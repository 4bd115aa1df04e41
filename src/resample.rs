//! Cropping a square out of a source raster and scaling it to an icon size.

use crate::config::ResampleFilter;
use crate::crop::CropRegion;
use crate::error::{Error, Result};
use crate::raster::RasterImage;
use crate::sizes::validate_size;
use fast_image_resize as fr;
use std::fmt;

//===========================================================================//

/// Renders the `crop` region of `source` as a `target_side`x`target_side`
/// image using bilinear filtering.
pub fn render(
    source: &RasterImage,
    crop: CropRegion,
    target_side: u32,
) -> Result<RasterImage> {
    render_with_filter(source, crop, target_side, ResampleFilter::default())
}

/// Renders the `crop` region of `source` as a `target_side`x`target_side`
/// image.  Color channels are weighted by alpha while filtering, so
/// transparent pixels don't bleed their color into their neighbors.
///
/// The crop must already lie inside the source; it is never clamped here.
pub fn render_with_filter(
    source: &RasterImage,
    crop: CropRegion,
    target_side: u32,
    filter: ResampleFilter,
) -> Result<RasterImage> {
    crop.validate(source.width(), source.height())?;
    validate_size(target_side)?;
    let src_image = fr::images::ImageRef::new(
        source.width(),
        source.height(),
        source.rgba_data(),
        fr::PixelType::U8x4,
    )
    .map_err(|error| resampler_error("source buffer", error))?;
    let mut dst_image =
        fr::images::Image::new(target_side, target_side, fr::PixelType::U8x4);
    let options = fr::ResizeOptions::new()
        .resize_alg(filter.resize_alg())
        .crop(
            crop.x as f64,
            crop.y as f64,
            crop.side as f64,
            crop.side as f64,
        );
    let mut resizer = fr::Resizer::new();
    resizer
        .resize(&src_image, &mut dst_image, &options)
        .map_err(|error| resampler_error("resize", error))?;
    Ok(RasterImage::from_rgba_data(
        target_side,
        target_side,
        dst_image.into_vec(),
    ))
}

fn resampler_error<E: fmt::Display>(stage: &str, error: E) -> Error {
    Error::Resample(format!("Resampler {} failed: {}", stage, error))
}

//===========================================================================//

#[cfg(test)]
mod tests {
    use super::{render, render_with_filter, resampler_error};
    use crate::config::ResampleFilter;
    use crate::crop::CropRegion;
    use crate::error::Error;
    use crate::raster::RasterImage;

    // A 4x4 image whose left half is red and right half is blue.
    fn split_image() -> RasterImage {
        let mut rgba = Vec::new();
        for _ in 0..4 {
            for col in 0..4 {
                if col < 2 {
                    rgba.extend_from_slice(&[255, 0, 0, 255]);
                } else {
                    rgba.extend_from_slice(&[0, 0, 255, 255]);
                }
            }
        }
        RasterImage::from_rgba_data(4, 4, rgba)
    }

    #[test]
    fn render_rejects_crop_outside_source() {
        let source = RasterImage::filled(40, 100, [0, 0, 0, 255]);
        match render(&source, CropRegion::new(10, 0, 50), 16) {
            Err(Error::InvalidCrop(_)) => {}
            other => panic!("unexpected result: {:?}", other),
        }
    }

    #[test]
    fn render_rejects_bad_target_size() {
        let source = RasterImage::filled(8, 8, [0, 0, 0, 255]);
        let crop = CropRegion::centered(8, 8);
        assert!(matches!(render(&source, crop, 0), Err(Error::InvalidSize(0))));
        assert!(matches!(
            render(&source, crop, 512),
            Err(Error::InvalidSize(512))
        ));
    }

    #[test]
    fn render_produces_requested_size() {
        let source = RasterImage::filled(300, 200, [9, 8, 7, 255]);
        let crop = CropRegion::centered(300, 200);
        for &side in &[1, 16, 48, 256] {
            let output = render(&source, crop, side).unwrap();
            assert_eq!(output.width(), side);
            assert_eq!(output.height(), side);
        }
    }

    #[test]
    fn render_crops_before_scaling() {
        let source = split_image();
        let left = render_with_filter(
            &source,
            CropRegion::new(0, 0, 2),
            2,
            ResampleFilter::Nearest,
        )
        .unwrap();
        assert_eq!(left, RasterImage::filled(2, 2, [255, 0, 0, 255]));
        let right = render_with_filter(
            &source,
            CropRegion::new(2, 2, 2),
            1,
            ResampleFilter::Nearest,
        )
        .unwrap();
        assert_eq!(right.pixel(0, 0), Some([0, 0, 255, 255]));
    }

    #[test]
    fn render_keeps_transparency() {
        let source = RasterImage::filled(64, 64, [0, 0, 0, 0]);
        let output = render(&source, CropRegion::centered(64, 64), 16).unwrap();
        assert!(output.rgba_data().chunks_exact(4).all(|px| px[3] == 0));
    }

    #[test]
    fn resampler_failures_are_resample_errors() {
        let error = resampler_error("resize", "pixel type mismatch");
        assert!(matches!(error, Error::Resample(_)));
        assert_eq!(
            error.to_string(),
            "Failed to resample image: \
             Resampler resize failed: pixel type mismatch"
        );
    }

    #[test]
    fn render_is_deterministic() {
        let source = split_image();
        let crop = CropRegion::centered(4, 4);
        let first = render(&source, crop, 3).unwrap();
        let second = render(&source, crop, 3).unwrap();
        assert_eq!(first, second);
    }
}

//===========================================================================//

--

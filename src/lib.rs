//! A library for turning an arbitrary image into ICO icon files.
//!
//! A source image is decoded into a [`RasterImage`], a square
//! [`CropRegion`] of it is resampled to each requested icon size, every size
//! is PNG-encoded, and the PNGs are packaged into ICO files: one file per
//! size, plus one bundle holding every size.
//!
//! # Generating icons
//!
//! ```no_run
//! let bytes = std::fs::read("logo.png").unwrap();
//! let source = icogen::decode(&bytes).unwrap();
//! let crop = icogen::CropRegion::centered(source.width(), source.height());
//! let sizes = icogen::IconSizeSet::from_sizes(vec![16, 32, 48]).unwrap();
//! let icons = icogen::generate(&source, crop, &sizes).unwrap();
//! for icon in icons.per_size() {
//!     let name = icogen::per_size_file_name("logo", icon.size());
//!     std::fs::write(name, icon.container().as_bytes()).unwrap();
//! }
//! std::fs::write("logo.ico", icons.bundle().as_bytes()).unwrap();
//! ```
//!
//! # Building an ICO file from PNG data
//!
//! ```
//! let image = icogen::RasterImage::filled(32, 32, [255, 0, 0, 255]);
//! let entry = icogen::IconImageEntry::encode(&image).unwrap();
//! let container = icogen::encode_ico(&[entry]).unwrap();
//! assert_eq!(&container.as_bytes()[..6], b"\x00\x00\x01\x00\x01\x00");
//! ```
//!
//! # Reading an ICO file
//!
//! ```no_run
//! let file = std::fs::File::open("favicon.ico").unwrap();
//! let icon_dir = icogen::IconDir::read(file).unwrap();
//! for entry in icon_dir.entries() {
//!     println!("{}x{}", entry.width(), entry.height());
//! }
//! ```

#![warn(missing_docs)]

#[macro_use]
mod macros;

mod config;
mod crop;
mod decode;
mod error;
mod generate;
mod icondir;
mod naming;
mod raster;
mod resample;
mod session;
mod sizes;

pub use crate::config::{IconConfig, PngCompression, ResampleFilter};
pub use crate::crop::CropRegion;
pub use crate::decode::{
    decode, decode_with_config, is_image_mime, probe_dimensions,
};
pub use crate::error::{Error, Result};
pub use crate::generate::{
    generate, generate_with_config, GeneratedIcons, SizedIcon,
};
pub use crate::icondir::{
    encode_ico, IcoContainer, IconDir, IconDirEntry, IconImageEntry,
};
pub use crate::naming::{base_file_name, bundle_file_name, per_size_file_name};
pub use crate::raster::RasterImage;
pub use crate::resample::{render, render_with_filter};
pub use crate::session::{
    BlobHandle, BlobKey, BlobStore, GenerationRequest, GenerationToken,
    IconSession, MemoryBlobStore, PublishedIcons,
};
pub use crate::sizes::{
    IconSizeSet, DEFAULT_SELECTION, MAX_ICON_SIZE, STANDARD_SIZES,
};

Directions for this task: Among the records, find the lines that contain "every" and copy each of them.

Answer area:
//! [`CropRegion`] of it is resampled to each requested icon size, every size
//! size, plus one bundle holding every size.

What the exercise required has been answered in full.